**Task statement**
Below are the records; copy out every line that holds the word "located".

**Data for this task**

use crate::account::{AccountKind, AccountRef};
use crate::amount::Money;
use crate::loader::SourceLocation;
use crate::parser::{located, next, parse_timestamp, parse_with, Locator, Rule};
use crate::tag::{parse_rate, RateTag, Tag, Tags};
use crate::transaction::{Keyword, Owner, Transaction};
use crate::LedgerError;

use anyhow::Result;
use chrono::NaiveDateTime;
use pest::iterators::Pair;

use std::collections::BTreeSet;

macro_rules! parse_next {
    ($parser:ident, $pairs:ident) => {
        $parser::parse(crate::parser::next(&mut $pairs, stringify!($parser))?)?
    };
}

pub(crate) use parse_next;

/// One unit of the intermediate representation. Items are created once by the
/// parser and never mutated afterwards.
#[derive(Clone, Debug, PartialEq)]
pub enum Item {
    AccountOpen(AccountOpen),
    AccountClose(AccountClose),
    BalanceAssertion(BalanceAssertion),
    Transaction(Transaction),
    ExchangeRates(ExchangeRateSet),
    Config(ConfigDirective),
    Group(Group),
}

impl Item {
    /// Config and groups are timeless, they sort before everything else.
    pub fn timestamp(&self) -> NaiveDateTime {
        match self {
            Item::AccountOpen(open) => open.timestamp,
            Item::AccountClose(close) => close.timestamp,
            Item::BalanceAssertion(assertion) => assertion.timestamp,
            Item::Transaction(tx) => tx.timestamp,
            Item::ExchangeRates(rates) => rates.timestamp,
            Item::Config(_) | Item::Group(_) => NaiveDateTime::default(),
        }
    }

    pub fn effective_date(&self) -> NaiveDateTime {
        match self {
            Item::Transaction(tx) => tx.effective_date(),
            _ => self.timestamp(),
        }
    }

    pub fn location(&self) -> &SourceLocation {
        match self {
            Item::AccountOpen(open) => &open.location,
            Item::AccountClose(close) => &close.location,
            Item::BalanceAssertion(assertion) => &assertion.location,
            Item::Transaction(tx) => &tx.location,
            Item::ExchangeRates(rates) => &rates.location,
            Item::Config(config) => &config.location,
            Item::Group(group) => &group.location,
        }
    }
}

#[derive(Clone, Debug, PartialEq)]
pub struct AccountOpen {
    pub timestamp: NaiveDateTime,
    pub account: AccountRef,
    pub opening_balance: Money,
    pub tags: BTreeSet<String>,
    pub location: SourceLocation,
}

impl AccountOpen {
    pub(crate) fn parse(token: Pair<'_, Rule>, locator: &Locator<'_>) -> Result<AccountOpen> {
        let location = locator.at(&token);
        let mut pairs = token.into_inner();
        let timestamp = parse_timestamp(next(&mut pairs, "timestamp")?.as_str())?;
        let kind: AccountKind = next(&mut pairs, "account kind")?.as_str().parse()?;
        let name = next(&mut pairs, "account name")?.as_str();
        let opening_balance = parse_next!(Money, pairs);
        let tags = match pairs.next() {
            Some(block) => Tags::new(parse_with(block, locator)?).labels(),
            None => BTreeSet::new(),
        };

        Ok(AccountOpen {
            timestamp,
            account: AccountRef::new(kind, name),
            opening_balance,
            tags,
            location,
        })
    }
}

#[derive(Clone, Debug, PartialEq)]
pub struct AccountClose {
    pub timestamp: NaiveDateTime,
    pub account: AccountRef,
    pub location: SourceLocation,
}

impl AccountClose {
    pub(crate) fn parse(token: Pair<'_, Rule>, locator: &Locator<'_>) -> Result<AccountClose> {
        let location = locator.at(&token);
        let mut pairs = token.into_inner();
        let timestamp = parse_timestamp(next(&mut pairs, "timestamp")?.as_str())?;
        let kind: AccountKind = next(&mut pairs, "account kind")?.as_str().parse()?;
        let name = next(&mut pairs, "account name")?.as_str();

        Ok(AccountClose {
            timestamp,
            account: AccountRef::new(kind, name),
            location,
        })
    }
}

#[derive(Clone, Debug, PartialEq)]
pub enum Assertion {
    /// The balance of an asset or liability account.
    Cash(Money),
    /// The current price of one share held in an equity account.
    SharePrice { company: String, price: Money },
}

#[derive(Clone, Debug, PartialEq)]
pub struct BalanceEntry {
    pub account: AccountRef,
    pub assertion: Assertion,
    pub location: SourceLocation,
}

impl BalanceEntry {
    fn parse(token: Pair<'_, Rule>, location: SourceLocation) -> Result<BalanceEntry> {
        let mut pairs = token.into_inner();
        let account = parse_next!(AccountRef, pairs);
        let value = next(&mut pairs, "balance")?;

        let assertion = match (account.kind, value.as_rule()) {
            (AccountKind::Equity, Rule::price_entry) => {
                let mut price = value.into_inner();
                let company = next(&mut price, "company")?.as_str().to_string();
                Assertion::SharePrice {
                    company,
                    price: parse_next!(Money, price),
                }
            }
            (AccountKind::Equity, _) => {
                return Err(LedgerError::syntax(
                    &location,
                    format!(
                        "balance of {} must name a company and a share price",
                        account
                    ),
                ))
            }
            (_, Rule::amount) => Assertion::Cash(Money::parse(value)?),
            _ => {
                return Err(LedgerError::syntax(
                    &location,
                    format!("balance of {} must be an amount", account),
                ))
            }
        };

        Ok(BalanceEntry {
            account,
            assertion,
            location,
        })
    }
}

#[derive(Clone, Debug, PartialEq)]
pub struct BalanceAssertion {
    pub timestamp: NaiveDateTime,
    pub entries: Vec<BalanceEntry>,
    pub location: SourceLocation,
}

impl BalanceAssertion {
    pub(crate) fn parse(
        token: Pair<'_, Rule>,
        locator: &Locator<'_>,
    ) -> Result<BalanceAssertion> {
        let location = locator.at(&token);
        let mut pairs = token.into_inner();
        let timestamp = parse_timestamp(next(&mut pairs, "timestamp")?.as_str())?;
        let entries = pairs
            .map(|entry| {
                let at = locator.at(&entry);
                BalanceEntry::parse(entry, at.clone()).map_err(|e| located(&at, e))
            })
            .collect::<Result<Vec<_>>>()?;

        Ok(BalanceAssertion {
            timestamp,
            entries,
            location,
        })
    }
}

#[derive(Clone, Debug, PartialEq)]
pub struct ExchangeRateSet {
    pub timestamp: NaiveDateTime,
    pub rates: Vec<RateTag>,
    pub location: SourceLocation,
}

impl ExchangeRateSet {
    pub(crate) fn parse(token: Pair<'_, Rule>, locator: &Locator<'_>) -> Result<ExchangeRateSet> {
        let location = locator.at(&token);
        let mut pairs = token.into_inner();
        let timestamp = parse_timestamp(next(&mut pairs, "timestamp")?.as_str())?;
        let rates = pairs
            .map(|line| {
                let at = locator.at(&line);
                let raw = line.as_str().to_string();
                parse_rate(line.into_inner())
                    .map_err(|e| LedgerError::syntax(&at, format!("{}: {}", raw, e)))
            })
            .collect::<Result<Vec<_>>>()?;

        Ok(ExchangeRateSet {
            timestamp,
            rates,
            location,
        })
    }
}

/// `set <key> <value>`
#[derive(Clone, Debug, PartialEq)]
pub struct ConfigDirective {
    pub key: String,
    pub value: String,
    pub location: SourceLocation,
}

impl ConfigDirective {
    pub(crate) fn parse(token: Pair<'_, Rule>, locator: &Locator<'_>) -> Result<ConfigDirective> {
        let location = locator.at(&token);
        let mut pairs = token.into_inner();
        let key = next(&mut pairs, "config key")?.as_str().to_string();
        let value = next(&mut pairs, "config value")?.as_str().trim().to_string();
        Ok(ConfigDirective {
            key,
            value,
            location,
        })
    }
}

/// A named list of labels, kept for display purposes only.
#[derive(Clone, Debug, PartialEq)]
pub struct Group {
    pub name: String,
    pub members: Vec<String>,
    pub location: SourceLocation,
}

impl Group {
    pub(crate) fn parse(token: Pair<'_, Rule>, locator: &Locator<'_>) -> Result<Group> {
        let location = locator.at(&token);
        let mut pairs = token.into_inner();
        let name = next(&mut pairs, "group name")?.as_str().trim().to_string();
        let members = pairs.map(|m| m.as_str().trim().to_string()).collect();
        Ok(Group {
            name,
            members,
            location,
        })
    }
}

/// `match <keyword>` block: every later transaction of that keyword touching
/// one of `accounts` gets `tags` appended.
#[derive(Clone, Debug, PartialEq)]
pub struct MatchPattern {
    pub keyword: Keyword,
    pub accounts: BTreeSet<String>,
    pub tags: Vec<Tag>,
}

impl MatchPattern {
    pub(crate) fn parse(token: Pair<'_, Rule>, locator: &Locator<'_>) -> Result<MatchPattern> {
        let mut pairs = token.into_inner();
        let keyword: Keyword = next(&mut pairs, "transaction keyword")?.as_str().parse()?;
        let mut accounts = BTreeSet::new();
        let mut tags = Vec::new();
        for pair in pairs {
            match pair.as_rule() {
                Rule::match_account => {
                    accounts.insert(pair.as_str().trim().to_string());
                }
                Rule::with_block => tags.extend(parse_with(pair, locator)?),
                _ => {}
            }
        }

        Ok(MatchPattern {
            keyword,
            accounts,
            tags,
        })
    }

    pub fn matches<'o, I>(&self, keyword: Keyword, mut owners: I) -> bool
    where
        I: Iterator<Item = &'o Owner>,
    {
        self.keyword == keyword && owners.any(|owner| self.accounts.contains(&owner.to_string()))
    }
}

--

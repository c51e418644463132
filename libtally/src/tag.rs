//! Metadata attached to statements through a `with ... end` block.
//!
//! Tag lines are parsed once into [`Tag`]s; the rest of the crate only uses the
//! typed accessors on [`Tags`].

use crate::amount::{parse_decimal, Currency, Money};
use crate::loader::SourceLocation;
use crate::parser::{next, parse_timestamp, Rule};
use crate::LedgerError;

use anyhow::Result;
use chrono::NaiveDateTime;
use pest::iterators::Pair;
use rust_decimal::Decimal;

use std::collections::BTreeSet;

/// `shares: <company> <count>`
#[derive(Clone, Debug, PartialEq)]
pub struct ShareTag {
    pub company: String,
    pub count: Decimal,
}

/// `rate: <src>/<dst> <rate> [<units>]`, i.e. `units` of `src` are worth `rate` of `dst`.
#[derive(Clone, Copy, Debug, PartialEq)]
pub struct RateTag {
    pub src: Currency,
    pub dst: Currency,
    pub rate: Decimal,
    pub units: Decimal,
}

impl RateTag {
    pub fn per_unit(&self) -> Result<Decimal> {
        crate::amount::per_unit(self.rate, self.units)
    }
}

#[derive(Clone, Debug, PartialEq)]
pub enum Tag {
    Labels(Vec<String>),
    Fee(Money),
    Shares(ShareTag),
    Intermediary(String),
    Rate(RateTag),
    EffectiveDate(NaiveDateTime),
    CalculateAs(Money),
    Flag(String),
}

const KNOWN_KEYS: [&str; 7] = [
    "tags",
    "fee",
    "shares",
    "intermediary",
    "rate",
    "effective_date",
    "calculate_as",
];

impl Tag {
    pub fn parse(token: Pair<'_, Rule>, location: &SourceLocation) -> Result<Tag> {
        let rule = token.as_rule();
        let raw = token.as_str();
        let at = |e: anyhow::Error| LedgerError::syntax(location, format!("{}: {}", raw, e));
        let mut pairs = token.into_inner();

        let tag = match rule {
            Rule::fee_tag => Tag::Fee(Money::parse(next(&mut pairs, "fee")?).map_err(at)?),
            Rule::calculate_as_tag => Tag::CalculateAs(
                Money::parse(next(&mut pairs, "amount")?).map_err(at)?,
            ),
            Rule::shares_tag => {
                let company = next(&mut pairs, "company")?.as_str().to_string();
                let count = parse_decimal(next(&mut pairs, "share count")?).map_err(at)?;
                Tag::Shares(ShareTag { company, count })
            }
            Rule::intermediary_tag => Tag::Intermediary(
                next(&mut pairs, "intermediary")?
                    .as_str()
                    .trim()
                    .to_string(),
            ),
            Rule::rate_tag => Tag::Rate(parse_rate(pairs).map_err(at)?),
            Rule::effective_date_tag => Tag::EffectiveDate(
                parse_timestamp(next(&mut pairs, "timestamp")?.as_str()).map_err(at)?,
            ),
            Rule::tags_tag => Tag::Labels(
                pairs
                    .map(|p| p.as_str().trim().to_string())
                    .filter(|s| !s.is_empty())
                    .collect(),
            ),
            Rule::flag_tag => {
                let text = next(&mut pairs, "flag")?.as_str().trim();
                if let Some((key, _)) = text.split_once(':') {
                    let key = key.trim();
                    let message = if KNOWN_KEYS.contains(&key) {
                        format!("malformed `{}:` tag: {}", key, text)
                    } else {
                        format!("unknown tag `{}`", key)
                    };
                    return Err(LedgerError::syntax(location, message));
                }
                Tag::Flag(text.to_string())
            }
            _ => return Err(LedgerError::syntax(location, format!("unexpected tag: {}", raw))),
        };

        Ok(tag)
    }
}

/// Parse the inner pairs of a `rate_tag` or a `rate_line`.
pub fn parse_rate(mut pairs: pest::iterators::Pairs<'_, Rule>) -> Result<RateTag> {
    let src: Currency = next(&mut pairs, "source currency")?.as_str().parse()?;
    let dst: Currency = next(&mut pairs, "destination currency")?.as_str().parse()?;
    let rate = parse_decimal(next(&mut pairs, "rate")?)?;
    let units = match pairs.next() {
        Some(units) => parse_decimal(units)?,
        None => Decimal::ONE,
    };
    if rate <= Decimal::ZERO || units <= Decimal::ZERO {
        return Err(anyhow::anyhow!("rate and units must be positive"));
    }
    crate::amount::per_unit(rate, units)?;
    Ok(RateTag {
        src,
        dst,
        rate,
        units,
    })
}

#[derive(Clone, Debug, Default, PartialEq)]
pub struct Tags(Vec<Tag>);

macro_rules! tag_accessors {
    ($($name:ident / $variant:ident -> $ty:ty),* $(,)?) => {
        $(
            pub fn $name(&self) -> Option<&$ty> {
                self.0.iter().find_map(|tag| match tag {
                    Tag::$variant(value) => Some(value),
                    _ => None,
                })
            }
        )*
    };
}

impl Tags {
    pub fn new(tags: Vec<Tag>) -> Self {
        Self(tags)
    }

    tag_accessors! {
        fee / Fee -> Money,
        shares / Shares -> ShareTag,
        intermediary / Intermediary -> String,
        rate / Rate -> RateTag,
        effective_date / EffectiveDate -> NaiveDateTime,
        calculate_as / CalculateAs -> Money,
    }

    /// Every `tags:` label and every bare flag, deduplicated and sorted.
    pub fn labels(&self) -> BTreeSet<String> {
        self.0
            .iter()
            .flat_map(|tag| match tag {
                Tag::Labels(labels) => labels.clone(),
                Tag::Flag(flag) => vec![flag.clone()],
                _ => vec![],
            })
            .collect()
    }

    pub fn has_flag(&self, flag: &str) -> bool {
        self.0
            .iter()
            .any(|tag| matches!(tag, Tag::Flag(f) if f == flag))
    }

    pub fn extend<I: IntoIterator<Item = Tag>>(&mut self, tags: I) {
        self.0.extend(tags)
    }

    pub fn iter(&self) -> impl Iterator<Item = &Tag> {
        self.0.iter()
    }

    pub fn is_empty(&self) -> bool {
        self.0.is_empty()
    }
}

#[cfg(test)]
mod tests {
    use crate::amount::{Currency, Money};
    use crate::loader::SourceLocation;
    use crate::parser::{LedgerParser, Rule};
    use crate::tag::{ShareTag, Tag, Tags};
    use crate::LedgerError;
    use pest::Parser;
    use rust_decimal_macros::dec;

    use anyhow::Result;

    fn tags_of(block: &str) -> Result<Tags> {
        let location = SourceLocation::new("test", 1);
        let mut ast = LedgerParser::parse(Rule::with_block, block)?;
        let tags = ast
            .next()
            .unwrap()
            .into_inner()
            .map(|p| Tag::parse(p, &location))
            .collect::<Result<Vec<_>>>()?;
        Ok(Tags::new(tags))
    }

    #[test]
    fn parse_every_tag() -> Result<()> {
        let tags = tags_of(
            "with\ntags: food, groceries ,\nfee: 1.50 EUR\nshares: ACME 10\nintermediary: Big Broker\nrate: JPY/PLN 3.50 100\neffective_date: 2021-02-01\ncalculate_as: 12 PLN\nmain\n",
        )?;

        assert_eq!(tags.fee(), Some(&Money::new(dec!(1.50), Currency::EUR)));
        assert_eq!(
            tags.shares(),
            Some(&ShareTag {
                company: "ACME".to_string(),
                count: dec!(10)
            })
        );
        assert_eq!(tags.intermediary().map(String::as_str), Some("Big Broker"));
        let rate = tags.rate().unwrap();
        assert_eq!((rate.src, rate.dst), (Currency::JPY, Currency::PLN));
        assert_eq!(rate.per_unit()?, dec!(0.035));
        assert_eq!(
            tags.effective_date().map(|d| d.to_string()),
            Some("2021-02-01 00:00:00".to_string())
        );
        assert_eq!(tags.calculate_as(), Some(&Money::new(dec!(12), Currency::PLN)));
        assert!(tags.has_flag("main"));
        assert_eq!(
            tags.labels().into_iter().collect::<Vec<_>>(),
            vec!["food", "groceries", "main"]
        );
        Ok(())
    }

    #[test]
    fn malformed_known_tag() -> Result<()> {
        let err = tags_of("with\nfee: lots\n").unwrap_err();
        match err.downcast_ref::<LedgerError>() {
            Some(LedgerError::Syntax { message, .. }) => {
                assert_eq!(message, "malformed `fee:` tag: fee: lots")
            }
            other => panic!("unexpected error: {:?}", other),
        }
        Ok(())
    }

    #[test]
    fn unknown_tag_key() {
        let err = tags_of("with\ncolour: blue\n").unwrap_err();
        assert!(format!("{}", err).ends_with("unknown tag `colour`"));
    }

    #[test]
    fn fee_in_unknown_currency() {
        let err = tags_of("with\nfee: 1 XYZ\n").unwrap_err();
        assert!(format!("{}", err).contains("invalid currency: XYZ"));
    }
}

**Response**
use crate::parser::{located, next, parse_timestamp, parse_with, Locator, Rule};
                BalanceEntry::parse(entry, at.clone()).map_err(|e| located(&at, e))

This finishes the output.